Could you print each of the records below exactly?

▽

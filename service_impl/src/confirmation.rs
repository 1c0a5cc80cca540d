use std::{collections::HashMap, fmt::Display, sync::Arc};

use async_trait::async_trait;
use dao::{child::ChildDao, coach::CoachDao, offering::OfferingDao, TransactionDao};
use service::{
    booking::{Booking, BookingConfirmation, BookingSession, SessionInfo},
    confirmation::BookingConfirmationService,
};
use tracing::{instrument, warn};

use crate::gen_service_impl;

gen_service_impl! {
    struct BookingConfirmationServiceImpl: BookingConfirmationService = BookingConfirmationServiceDeps {
        OfferingDao: OfferingDao<Transaction = Self::Transaction> = offering_dao,
        ChildDao: ChildDao<Transaction = Self::Transaction> = child_dao,
        CoachDao: CoachDao<Transaction = Self::Transaction> = coach_dao,
        TransactionDao: TransactionDao<Transaction = Self::Transaction> = transaction_dao,
    }
}

/// Unwraps a name lookup, logging failures and missing rows.
pub(crate) fn logged_name<E: Display>(
    lookup: Result<Option<Arc<str>>, E>,
    what: &str,
    id: i64,
) -> Option<Arc<str>> {
    match lookup {
        Ok(Some(name)) => Some(name),
        Ok(None) => {
            warn!(id, "No {what} found for confirmation");
            None
        }
        Err(err) => {
            warn!(id, error = %err, "Could not look up {what}");
            None
        }
    }
}

#[async_trait]
impl<Deps: BookingConfirmationServiceDeps> BookingConfirmationService
    for BookingConfirmationServiceImpl<Deps>
{
    type Transaction = Deps::Transaction;

    #[instrument(skip_all, fields(booking_id = booking.id))]
    async fn build(
        &self,
        booking: &Booking,
        sessions: &[BookingSession],
        tx: Option<Self::Transaction>,
    ) -> BookingConfirmation {
        let tx = match self.transaction_dao.use_transaction(tx).await {
            Ok(tx) => Some(tx),
            Err(err) => {
                warn!(error = %err, "No transaction for confirmation lookups");
                None
            }
        };

        let mut service_name = None;
        let mut child_name = None;
        let mut coach_names: HashMap<i64, Option<Arc<str>>> = HashMap::new();
        if let Some(tx) = tx.clone() {
            service_name = logged_name(
                self.offering_dao
                    .find_name(booking.service_id, tx.clone())
                    .await,
                "service",
                booking.service_id,
            );
            child_name = logged_name(
                self.child_dao.find_name(booking.child_id, tx.clone()).await,
                "child",
                booking.child_id,
            );
            for coach_id in sessions.iter().filter_map(|session| session.coach_id) {
                if coach_names.contains_key(&coach_id) {
                    continue;
                }
                let coach_name = logged_name(
                    self.coach_dao.find_name(coach_id, tx.clone()).await,
                    "coach",
                    coach_id,
                );
                coach_names.insert(coach_id, coach_name);
            }
        }
        if let Some(tx) = tx {
            if let Err(err) = self.transaction_dao.commit(tx).await {
                warn!(error = %err, "Could not close confirmation transaction");
            }
        }

        BookingConfirmation {
            booking_id: booking.id,
            booking_number: booking.booking_number.clone(),
            service_name: service_name.unwrap_or_else(|| "".into()),
            child_name: child_name.unwrap_or_else(|| "".into()),
            booking_type: booking.booking_type,
            total_sessions: booking.total_sessions,
            total_amount: booking.total_amount,
            status: booking.status,
            created: booking.created,
            sessions: sessions
                .iter()
                .map(|session| SessionInfo {
                    session_date: session.session_date,
                    start_time: session.start_time,
                    end_time: session.end_time,
                    coach_name: session
                        .coach_id
                        .and_then(|coach_id| coach_names.get(&coach_id).cloned().flatten()),
                })
                .collect(),
        }
    }
}
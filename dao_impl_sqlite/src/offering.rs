use std::sync::Arc;

use crate::{ResultDbErrorExt, TransactionImpl};
use async_trait::async_trait;
use dao::{
    offering::{OfferingDao, OfferingEntity},
    DaoError,
};
use kidbook_utils::Money;
use sqlx::{query_as, FromRow};

#[derive(Debug, FromRow)]
struct OfferingDb {
    id: i64,
    vendor_id: i64,
    name: String,
    price_per_session_cents: i64,
    trial_price_cents: Option<i64>,
    package_4_price_cents: Option<i64>,
    package_8_price_cents: Option<i64>,
    package_12_price_cents: Option<i64>,
    status: String,
}
impl From<&OfferingDb> for OfferingEntity {
    fn from(offering: &OfferingDb) -> Self {
        Self {
            id: offering.id,
            vendor_id: offering.vendor_id,
            name: offering.name.as_str().into(),
            price_per_session: Money::from_cents(offering.price_per_session_cents),
            trial_price: offering.trial_price_cents.map(Money::from_cents),
            package_4_price: offering.package_4_price_cents.map(Money::from_cents),
            package_8_price: offering.package_8_price_cents.map(Money::from_cents),
            package_12_price: offering.package_12_price_cents.map(Money::from_cents),
            status: offering.status.as_str().into(),
        }
    }
}

pub struct OfferingDaoImpl {
    pub _pool: Arc<sqlx::SqlitePool>,
}
impl OfferingDaoImpl {
    pub fn new(pool: Arc<sqlx::SqlitePool>) -> Self {
        Self { _pool: pool }
    }
}

#[async_trait]
impl OfferingDao for OfferingDaoImpl {
    type Transaction = TransactionImpl;

    async fn find_by_id_and_status(
        &self,
        id: i64,
        status: &str,
        tx: Self::Transaction,
    ) -> Result<Option<OfferingEntity>, DaoError> {
        Ok(query_as::<_, OfferingDb>(
            "SELECT id, vendor_id, name, price_per_session_cents, trial_price_cents, package_4_price_cents, package_8_price_cents, package_12_price_cents, status FROM services WHERE id = ? AND status = ?",
        )
        .bind(id)
        .bind(status)
        .fetch_optional(tx.tx.lock().await.as_mut())
        .await
        .map_db_error()?
        .as_ref()
        .map(OfferingEntity::from))
    }

    async fn find_name(
        &self,
        id: i64,
        tx: Self::Transaction,
    ) -> Result<Option<Arc<str>>, DaoError> {
        Ok(
            query_as::<_, (String,)>("SELECT name FROM services WHERE id = ?")
                .bind(id)
                .fetch_optional(tx.tx.lock().await.as_mut())
                .await
                .map_db_error()?
                .map(|(name,)| name.into()),
        )
    }
}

△

■ **RESPONSE**
filename service_impl/src/confirmation.rs
repository 1c0a5cc80cca540d
use std::{collections::HashMap, fmt::Display, sync::Arc};

use async_trait::async_trait;
use dao::{child::ChildDao, coach::CoachDao, offering::OfferingDao, TransactionDao};
use service::{
    booking::{Booking, BookingConfirmation, BookingSession, SessionInfo},
    confirmation::BookingConfirmationService,
};
use tracing::{instrument, warn};

use crate::gen_service_impl;

gen_service_impl! {
    struct BookingConfirmationServiceImpl: BookingConfirmationService = BookingConfirmationServiceDeps {
        OfferingDao: OfferingDao<Transaction = Self::Transaction> = offering_dao,
        ChildDao: ChildDao<Transaction = Self::Transaction> = child_dao,
        CoachDao: CoachDao<Transaction = Self::Transaction> = coach_dao,
        TransactionDao: TransactionDao<Transaction = Self::Transaction> = transaction_dao,
    }
}

/// Unwraps a name lookup, logging failures and missing rows.
pub(crate) fn logged_name<E: Display>(
    lookup: Result<Option<Arc<str>>, E>,
    what: &str,
    id: i64,
) -> Option<Arc<str>> {
    match lookup {
        Ok(Some(name)) => Some(name),
        Ok(None) => {
            warn!(id, "No {what} found for confirmation");
            None
        }
        Err(err) => {
            warn!(id, error = %err, "Could not look up {what}");
            None
        }
    }
}

#[async_trait]
impl<Deps: BookingConfirmationServiceDeps> BookingConfirmationService
    for BookingConfirmationServiceImpl<Deps>
{
    type Transaction = Deps::Transaction;

    #[instrument(skip_all, fields(booking_id = booking.id))]
    async fn build(
        &self,
        booking: &Booking,
        sessions: &[BookingSession],
        tx: Option<Self::Transaction>,
    ) -> BookingConfirmation {
        let tx = match self.transaction_dao.use_transaction(tx).await {
            Ok(tx) => Some(tx),
            Err(err) => {
                warn!(error = %err, "No transaction for confirmation lookups");
                None
            }
        };

        let mut service_name = None;
        let mut child_name = None;
        let mut coach_names: HashMap<i64, Option<Arc<str>>> = HashMap::new();
        if let Some(tx) = tx.clone() {
            service_name = logged_name(
                self.offering_dao
                    .find_name(booking.service_id, tx.clone())
                    .await,
                "service",
                booking.service_id,
            );
            child_name = logged_name(
                self.child_dao.find_name(booking.child_id, tx.clone()).await,
                "child",
                booking.child_id,
            );
            for coach_id in sessions.iter().filter_map(|session| session.coach_id) {
                if coach_names.contains_key(&coach_id) {
                    continue;
                }
                let coach_name = logged_name(
                    self.coach_dao.find_name(coach_id, tx.clone()).await,
                    "coach",
                    coach_id,
                );
                coach_names.insert(coach_id, coach_name);
            }
        }
        if let Some(tx) = tx {
            if let Err(err) = self.transaction_dao.commit(tx).await {
                warn!(error = %err, "Could not close confirmation transaction");
            }
        }

        BookingConfirmation {
            booking_id: booking.id,
            booking_number: booking.booking_number.clone(),
            service_name: service_name.unwrap_or_else(|| "".into()),
            child_name: child_name.unwrap_or_else(|| "".into()),
            booking_type: booking.booking_type,
            total_sessions: booking.total_sessions,
            total_amount: booking.total_amount,
            status: booking.status,
            created: booking.created,
            sessions: sessions
                .iter()
                .map(|session| SessionInfo {
                    session_date: session.session_date,
                    start_time: session.start_time,
                    end_time: session.end_time,
                    coach_name: session
                        .coach_id
                        .and_then(|coach_id| coach_names.get(&coach_id).cloned().flatten()),
                })
                .collect(),
        }
    }
}
filename dao_impl_sqlite/src/offering.rs
use std::sync::Arc;

use crate::{ResultDbErrorExt, TransactionImpl};
use async_trait::async_trait;
use dao::{
    offering::{OfferingDao, OfferingEntity},
    DaoError,
};
use kidbook_utils::Money;
use sqlx::{query_as, FromRow};

#[derive(Debug, FromRow)]
struct OfferingDb {
    id: i64,
    vendor_id: i64,
    name: String,
    price_per_session_cents: i64,
    trial_price_cents: Option<i64>,
    package_4_price_cents: Option<i64>,
    package_8_price_cents: Option<i64>,
    package_12_price_cents: Option<i64>,
    status: String,
}
impl From<&OfferingDb> for OfferingEntity {
    fn from(offering: &OfferingDb) -> Self {
        Self {
            id: offering.id,
            vendor_id: offering.vendor_id,
            name: offering.name.as_str().into(),
            price_per_session: Money::from_cents(offering.price_per_session_cents),
            trial_price: offering.trial_price_cents.map(Money::from_cents),
            package_4_price: offering.package_4_price_cents.map(Money::from_cents),
            package_8_price: offering.package_8_price_cents.map(Money::from_cents),
            package_12_price: offering.package_12_price_cents.map(Money::from_cents),
            status: offering.status.as_str().into(),
        }
    }
}

pub struct OfferingDaoImpl {
    pub _pool: Arc<sqlx::SqlitePool>,
}
impl OfferingDaoImpl {
    pub fn new(pool: Arc<sqlx::SqlitePool>) -> Self {
        Self { _pool: pool }
    }
}

#[async_trait]
impl OfferingDao for OfferingDaoImpl {
    type Transaction = TransactionImpl;

    async fn find_by_id_and_status(
        &self,
        id: i64,
        status: &str,
        tx: Self::Transaction,
    ) -> Result<Option<OfferingEntity>, DaoError> {
        Ok(query_as::<_, OfferingDb>(
            "SELECT id, vendor_id, name, price_per_session_cents, trial_price_cents, package_4_price_cents, package_8_price_cents, package_12_price_cents, status FROM services WHERE id = ? AND status = ?",
        )
        .bind(id)
        .bind(status)
        .fetch_optional(tx.tx.lock().await.as_mut())
        .await
        .map_db_error()?
        .as_ref()
        .map(OfferingEntity::from))
    }

    async fn find_name(
        &self,
        id: i64,
        tx: Self::Transaction,
    ) -> Result<Option<Arc<str>>, DaoError> {
        Ok(
            query_as::<_, (String,)>("SELECT name FROM services WHERE id = ?")
                .bind(id)
                .fetch_optional(tx.tx.lock().await.as_mut())
                .await
                .map_db_error()?
                .map(|(name,)| name.into()),
        )
    }
}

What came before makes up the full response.